(Task to carry out) Return exactly the lines of the entries, from the one with "pub fn with_output(mut" to the last.
Dataset Block Start
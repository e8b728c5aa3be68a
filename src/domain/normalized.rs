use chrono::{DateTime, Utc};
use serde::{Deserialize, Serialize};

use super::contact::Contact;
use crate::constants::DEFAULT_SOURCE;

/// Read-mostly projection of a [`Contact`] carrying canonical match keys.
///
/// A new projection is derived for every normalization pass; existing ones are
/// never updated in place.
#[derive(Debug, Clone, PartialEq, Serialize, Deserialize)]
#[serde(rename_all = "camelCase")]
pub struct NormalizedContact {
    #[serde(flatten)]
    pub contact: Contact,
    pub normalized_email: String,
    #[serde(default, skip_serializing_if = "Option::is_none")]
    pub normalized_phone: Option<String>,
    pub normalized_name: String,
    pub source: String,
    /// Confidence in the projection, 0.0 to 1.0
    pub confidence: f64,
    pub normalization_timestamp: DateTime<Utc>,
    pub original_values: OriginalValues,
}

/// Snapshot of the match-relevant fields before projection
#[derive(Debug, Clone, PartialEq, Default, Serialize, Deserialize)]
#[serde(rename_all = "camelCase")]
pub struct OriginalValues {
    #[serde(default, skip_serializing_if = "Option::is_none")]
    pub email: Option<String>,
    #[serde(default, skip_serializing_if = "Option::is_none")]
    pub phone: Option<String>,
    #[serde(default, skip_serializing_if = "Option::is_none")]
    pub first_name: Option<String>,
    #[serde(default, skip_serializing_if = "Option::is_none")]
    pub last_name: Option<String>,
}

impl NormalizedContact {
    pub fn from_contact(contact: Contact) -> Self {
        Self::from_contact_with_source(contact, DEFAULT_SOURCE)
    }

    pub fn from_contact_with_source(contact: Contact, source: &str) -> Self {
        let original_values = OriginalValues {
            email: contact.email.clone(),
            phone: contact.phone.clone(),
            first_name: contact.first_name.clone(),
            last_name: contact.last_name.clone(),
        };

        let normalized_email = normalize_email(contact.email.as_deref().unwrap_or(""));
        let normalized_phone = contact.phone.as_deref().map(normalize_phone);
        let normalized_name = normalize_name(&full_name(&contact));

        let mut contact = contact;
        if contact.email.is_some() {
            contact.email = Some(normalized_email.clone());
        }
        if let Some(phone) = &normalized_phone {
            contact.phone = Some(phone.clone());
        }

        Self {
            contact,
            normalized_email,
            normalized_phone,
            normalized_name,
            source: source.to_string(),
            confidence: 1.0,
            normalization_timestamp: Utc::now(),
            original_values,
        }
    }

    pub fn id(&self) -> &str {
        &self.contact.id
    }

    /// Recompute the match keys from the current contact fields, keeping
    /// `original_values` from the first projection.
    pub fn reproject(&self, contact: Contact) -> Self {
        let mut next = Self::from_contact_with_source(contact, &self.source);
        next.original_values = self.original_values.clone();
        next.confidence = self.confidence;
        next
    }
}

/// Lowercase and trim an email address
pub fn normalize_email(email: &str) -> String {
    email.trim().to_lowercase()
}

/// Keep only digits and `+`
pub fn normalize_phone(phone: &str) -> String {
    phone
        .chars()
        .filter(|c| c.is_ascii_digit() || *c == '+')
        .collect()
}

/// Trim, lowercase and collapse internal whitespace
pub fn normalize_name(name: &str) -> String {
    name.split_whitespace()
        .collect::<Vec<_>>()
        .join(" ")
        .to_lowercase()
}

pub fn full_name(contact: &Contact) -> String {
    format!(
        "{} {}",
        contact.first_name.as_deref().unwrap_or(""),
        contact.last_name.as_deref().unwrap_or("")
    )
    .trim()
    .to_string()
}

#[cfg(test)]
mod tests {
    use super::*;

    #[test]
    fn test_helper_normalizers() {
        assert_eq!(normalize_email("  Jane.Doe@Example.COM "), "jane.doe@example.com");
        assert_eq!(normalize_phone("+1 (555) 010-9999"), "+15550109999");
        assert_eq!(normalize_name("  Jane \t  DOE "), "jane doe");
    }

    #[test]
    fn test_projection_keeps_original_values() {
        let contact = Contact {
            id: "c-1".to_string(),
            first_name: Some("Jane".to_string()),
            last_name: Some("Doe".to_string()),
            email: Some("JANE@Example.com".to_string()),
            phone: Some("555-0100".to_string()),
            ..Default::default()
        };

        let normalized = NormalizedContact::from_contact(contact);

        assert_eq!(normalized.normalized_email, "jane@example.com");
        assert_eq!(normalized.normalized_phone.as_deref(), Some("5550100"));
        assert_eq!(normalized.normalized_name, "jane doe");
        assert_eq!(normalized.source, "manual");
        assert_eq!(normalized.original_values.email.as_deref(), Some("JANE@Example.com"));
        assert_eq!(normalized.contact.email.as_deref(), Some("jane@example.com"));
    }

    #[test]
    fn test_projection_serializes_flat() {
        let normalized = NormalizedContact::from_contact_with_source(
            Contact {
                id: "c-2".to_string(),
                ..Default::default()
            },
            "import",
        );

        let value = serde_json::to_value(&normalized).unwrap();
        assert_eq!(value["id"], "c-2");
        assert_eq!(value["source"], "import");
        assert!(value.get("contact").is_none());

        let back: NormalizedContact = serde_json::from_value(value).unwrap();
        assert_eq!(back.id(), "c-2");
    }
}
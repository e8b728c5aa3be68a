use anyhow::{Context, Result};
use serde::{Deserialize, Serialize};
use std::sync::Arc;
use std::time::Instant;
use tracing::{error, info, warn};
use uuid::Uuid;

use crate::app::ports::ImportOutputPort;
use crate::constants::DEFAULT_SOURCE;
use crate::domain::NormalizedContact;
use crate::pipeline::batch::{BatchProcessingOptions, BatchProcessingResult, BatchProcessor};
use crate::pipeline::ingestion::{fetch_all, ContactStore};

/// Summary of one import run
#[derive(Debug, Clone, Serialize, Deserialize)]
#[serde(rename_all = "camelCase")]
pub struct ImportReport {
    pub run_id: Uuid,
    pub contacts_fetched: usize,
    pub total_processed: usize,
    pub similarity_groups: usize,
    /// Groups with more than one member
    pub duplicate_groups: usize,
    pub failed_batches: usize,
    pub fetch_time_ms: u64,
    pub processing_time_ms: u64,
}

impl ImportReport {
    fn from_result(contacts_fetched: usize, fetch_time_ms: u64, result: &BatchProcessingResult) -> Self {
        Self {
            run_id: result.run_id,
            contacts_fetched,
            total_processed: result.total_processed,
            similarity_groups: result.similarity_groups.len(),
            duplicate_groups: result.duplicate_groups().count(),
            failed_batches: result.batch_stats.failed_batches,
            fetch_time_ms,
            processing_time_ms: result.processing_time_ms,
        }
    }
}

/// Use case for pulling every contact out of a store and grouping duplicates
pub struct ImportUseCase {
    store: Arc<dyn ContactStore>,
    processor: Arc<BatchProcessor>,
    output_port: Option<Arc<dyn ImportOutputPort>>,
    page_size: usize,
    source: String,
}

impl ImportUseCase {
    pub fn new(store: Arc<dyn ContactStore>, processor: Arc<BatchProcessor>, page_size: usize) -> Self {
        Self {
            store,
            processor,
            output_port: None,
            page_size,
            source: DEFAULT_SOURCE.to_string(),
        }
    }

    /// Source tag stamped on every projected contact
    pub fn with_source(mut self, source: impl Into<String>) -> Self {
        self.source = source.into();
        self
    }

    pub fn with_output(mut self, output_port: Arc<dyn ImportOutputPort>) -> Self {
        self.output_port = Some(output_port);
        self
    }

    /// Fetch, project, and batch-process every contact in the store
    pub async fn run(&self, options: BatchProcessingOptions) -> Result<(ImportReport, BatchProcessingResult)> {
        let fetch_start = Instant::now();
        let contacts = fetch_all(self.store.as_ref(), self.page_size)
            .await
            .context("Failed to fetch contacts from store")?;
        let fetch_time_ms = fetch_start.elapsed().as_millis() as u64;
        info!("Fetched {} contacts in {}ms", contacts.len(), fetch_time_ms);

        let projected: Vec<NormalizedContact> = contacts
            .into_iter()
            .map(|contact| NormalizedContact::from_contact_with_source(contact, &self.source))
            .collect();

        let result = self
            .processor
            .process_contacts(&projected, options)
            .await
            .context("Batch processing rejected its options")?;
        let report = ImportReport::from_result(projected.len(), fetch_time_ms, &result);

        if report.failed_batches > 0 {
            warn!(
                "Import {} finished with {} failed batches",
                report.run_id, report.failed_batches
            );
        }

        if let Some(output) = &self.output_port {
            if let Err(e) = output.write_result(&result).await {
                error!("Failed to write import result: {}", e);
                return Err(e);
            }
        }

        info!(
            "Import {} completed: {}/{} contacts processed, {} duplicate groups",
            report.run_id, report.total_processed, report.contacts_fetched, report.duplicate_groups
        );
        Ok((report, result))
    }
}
Dataset Block End
(Solution for this problem)
    pub fn with_output(mut self, output_port: Arc<dyn ImportOutputPort>) -> Self {
        self.output_port = Some(output_port);
        self
    }

    /// Fetch, project, and batch-process every contact in the store
    pub async fn run(&self, options: BatchProcessingOptions) -> Result<(ImportReport, BatchProcessingResult)> {
        let fetch_start = Instant::now();
        let contacts = fetch_all(self.store.as_ref(), self.page_size)
            .await
            .context("Failed to fetch contacts from store")?;
        let fetch_time_ms = fetch_start.elapsed().as_millis() as u64;
        info!("Fetched {} contacts in {}ms", contacts.len(), fetch_time_ms);

        let projected: Vec<NormalizedContact> = contacts
            .into_iter()
            .map(|contact| NormalizedContact::from_contact_with_source(contact, &self.source))
            .collect();

        let result = self
            .processor
            .process_contacts(&projected, options)
            .await
            .context("Batch processing rejected its options")?;
        let report = ImportReport::from_result(projected.len(), fetch_time_ms, &result);

        if report.failed_batches > 0 {
            warn!(
                "Import {} finished with {} failed batches",
                report.run_id, report.failed_batches
            );
        }

        if let Some(output) = &self.output_port {
            if let Err(e) = output.write_result(&result).await {
                error!("Failed to write import result: {}", e);
                return Err(e);
            }
        }

        info!(
            "Import {} completed: {}/{} contacts processed, {} duplicate groups",
            report.run_id, report.total_processed, report.contacts_fetched, report.duplicate_groups
        );
        Ok((report, result))
    }
}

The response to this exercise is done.